Superficial temporal artery biopsy is the primary modality for establishing a diagnosis of giant cell arteritis.

Current recommendations: temporal artery biopsy in all patients suspected of having GCA. May be controversial. Arguments for: toxicity of a long course of steroids in an elderly patient, and a high rate of false initial responses of other illnesses to steroids. Arguments against: since a negative biopsy cannot exclude the diagnosis, cases with a negative biopsy but a strong clinical suspicion are often treated as though they have GCA. In general, however, the biopsy is considered prudent before embarking on a long course of high-dose steroid therapy.

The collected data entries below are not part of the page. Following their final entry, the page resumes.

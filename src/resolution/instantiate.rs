use crate::types::{
    base_type::BaseType,
    signatures::{
        ArrayTypeSignature, ClassRefTypeSignature, TypeSignature, TypeVariableSignature,
        WildcardTypeSignature,
    },
};

use super::{ClassResolver, OBJECT_CLASS_NAME, ResolutionError, RuntimeType, TypeScope};

impl BaseType {
    /// Converts the base type into a [`RuntimeType`]. Base types need no resolution.
    #[must_use]
    pub fn instantiate<C>(self) -> RuntimeType<C> {
        RuntimeType::Primitive(self)
    }
}

impl TypeSignature {
    /// Resolves the type with `resolver`, looking up type variables in `scope`.
    ///
    /// Type variables and wildcards are erased to their leftmost bound.
    ///
    /// # Errors
    /// See [`ResolutionError`].
    pub fn instantiate<R>(
        &self,
        resolver: &R,
        scope: &TypeScope<'_>,
    ) -> Result<RuntimeType<R::Class>, ResolutionError>
    where
        R: ClassResolver + ?Sized,
    {
        self.instantiate_with(resolver, scope, &mut Vec::new())
    }

    /// `resolving` holds the type variables whose bounds are being resolved, outermost first.
    fn instantiate_with<R>(
        &self,
        resolver: &R,
        scope: &TypeScope<'_>,
        resolving: &mut Vec<String>,
    ) -> Result<RuntimeType<R::Class>, ResolutionError>
    where
        R: ClassResolver + ?Sized,
    {
        match self {
            Self::Base(it) => Ok(it.instantiate()),
            Self::Class(it) => it.instantiate(resolver),
            Self::Array(it) => it.instantiate_with(resolver, scope, resolving),
            Self::TypeVariable(it) => it.instantiate_with(resolver, scope, resolving),
            Self::Wildcard(it) => it.instantiate_with(resolver, scope, resolving),
        }
    }
}

impl ClassRefTypeSignature {
    /// Resolves the referenced class. Type arguments are ignored.
    ///
    /// # Errors
    /// See [`ResolutionError`].
    pub fn instantiate<R>(&self, resolver: &R) -> Result<RuntimeType<R::Class>, ResolutionError>
    where
        R: ClassResolver + ?Sized,
    {
        let class_name = self.class_name();
        tracing::trace!(%class_name, "Resolving class");
        resolver.resolve_class(&class_name).map(RuntimeType::Class)
    }
}

impl ArrayTypeSignature {
    /// Resolves the element type and wraps it into an array type.
    ///
    /// # Errors
    /// See [`ResolutionError`].
    pub fn instantiate<R>(
        &self,
        resolver: &R,
        scope: &TypeScope<'_>,
    ) -> Result<RuntimeType<R::Class>, ResolutionError>
    where
        R: ClassResolver + ?Sized,
    {
        self.instantiate_with(resolver, scope, &mut Vec::new())
    }

    fn instantiate_with<R>(
        &self,
        resolver: &R,
        scope: &TypeScope<'_>,
        resolving: &mut Vec<String>,
    ) -> Result<RuntimeType<R::Class>, ResolutionError>
    where
        R: ClassResolver + ?Sized,
    {
        let element = self
            .element()
            .instantiate_with(resolver, scope, resolving)?;
        RuntimeType::array_of(element, self.dimensions())
    }
}

impl TypeVariableSignature {
    /// Resolves the type variable to the erasure of its declaration in `scope`.
    ///
    /// # Errors
    /// - [`ResolutionError::UnresolvableTypeVariable`] if the variable is not declared in `scope`
    ///   or its bounds refer back to itself, directly or through arrays.
    /// - Otherwise, see [`ResolutionError`].
    pub fn instantiate<R>(
        &self,
        resolver: &R,
        scope: &TypeScope<'_>,
    ) -> Result<RuntimeType<R::Class>, ResolutionError>
    where
        R: ClassResolver + ?Sized,
    {
        self.instantiate_with(resolver, scope, &mut Vec::new())
    }

    fn instantiate_with<R>(
        &self,
        resolver: &R,
        scope: &TypeScope<'_>,
        resolving: &mut Vec<String>,
    ) -> Result<RuntimeType<R::Class>, ResolutionError>
    where
        R: ClassResolver + ?Sized,
    {
        if resolving.contains(&self.identifier) {
            tracing::debug!(
                type_variable = %self.identifier,
                "Cyclic bounds of type variable"
            );
            return Err(ResolutionError::UnresolvableTypeVariable(
                self.identifier.clone(),
            ));
        }
        let type_parameter = scope.lookup(&self.identifier).ok_or_else(|| {
            ResolutionError::UnresolvableTypeVariable(self.identifier.clone())
        })?;
        resolving.push(self.identifier.clone());
        let erasure = match type_parameter.first_bound() {
            Some(bound) => bound.instantiate_with(resolver, scope, resolving),
            None => resolver
                .resolve_class(OBJECT_CLASS_NAME)
                .map(RuntimeType::Class),
        };
        resolving.pop();
        erasure
    }
}

impl WildcardTypeSignature {
    /// Resolves the wildcard to its upper bound, which is `java.lang.Object` unless declared
    /// with `extends`.
    ///
    /// # Errors
    /// See [`ResolutionError`].
    pub fn instantiate<R>(
        &self,
        resolver: &R,
        scope: &TypeScope<'_>,
    ) -> Result<RuntimeType<R::Class>, ResolutionError>
    where
        R: ClassResolver + ?Sized,
    {
        self.instantiate_with(resolver, scope, &mut Vec::new())
    }

    fn instantiate_with<R>(
        &self,
        resolver: &R,
        scope: &TypeScope<'_>,
        resolving: &mut Vec<String>,
    ) -> Result<RuntimeType<R::Class>, ResolutionError>
    where
        R: ClassResolver + ?Sized,
    {
        match self {
            Self::Extends(bound) => bound.instantiate_with(resolver, scope, resolving),
            Self::Unbounded | Self::Super(_) => resolver
                .resolve_class(OBJECT_CLASS_NAME)
                .map(RuntimeType::Class),
        }
    }
}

Complications of biopsy are rare and include bleeding, infection, and only in the setting of active vasculitis has scalp necrosis been reported (not linked to biopsy). In general, perform a biopsy before starting steroids if biopsy can be done immediately. Otherwise, start steroids to preserve vision and perform biopsy usually within 1 week (pathologic changes can be seen after more than 2 weeks of therapy, therefore do not withhold steroids to await biopsy).

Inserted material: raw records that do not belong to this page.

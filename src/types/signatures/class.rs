use std::{collections::BTreeSet, fmt, str::FromStr};

use itertools::Itertools;

use crate::{
    macros::see_jvm_spec,
    types::{Signature, cursor::ParseCursor, errors::SignatureError},
};

use super::{
    ClassRefTypeSignature, TypeParameter, parse_complete,
    type_parameter::{fmt_java_type_parameters, fmt_type_parameters},
    unexpected,
};

/// The generic signature of a class or interface declaration.
#[doc = see_jvm_spec!(4, 7, 9, 1)]
#[derive(Debug, PartialEq, Eq, PartialOrd, Ord, Hash, Clone)]
pub struct ClassSignature {
    /// The formal type parameters.
    pub type_parameters: Vec<TypeParameter>,
    /// The direct superclass.
    pub superclass: ClassRefTypeSignature,
    /// The direct superinterfaces.
    pub superinterfaces: Vec<ClassRefTypeSignature>,
}

impl ClassSignature {
    /// Parses a class signature at the cursor.
    ///
    /// # Errors
    /// See [`SignatureError`].
    pub fn parse(cursor: &mut ParseCursor<'_>) -> Result<Self, SignatureError> {
        let type_parameters = TypeParameter::parse_list(cursor)?;
        let superclass = ClassRefTypeSignature::parse(cursor)?
            .ok_or_else(|| unexpected(cursor, "a superclass type"))?;
        let mut superinterfaces = Vec::new();
        while let Some(superinterface) = Self::parse_superinterface(cursor)? {
            superinterfaces.push(superinterface);
        }
        Ok(Self {
            type_parameters,
            superclass,
            superinterfaces,
        })
    }

    fn parse_superinterface(
        cursor: &mut ParseCursor<'_>,
    ) -> Result<Option<ClassRefTypeSignature>, SignatureError> {
        if cursor.is_exhausted() {
            Ok(None)
        } else {
            ClassRefTypeSignature::parse(cursor)
        }
    }
}

impl FromStr for ClassSignature {
    type Err = SignatureError;

    fn from_str(signature: &str) -> Result<Self, Self::Err> {
        parse_complete(signature, Self::parse)
    }
}

impl fmt::Display for ClassSignature {
    fn fmt(&self, f: &mut fmt::Formatter<'_>) -> fmt::Result {
        fmt_type_parameters(&self.type_parameters, f)?;
        write!(f, "{}", self.superclass)?;
        for superinterface in &self.superinterfaces {
            write!(f, "{superinterface}")?;
        }
        Ok(())
    }
}

impl Signature for ClassSignature {
    fn collect_class_names(&self, names: &mut BTreeSet<String>) {
        for type_parameter in &self.type_parameters {
            type_parameter.collect_class_names(names);
        }
        self.superclass.collect_class_names(names);
        for superinterface in &self.superinterfaces {
            superinterface.collect_class_names(names);
        }
    }

    fn equals_ignoring_type_params(&self, other: &Self) -> bool {
        self.superclass
            .equals_ignoring_type_params(&other.superclass)
            && self.superinterfaces.len() == other.superinterfaces.len()
            && self
                .superinterfaces
                .iter()
                .zip(&other.superinterfaces)
                .all(|(lhs, rhs)| lhs.equals_ignoring_type_params(rhs))
    }

    fn fmt_java(&self, f: &mut fmt::Formatter<'_>) -> fmt::Result {
        fmt_java_type_parameters(&self.type_parameters, f)?;
        if !self.type_parameters.is_empty() {
            write!(f, " ")?;
        }
        write!(f, "extends {}", self.superclass.java_syntax())?;
        if !self.superinterfaces.is_empty() {
            write!(
                f,
                " implements {}",
                self.superinterfaces
                    .iter()
                    .map(Signature::java_syntax)
                    .join(", ")
            )?;
        }
        Ok(())
    }
}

Biopsy side of involvement if laterality exists. The yield is increased by removing a portion of the artery that is involved clinically (a tender or inflamed segment). Mark the frontal branch of the STA with a skin marker (spare the main trunk and parietal branch if possible). Infiltrate local anesthetic. The incision is made parallel to the artery and if possible behind the hairline. The incision is taken down to the fascia of the temporalis muscle, to which the STA is superficial.25 Optimal length of STA biopsy: 4–6 cm (if an abnormal segment of STA can be palpated, some say that a smaller biopsy to include this area may be sufficient, but this is probably unreliable as the muscle may be tender, etc.). Step-sectioning by a pathologist through the entire length of the biopsy specimen also increases the yield. Frozen sections can be performed. Biopsy of the contralateral side if the first side is negative (in cases where clinical suspicion is high) increases the yield only by 5–10%.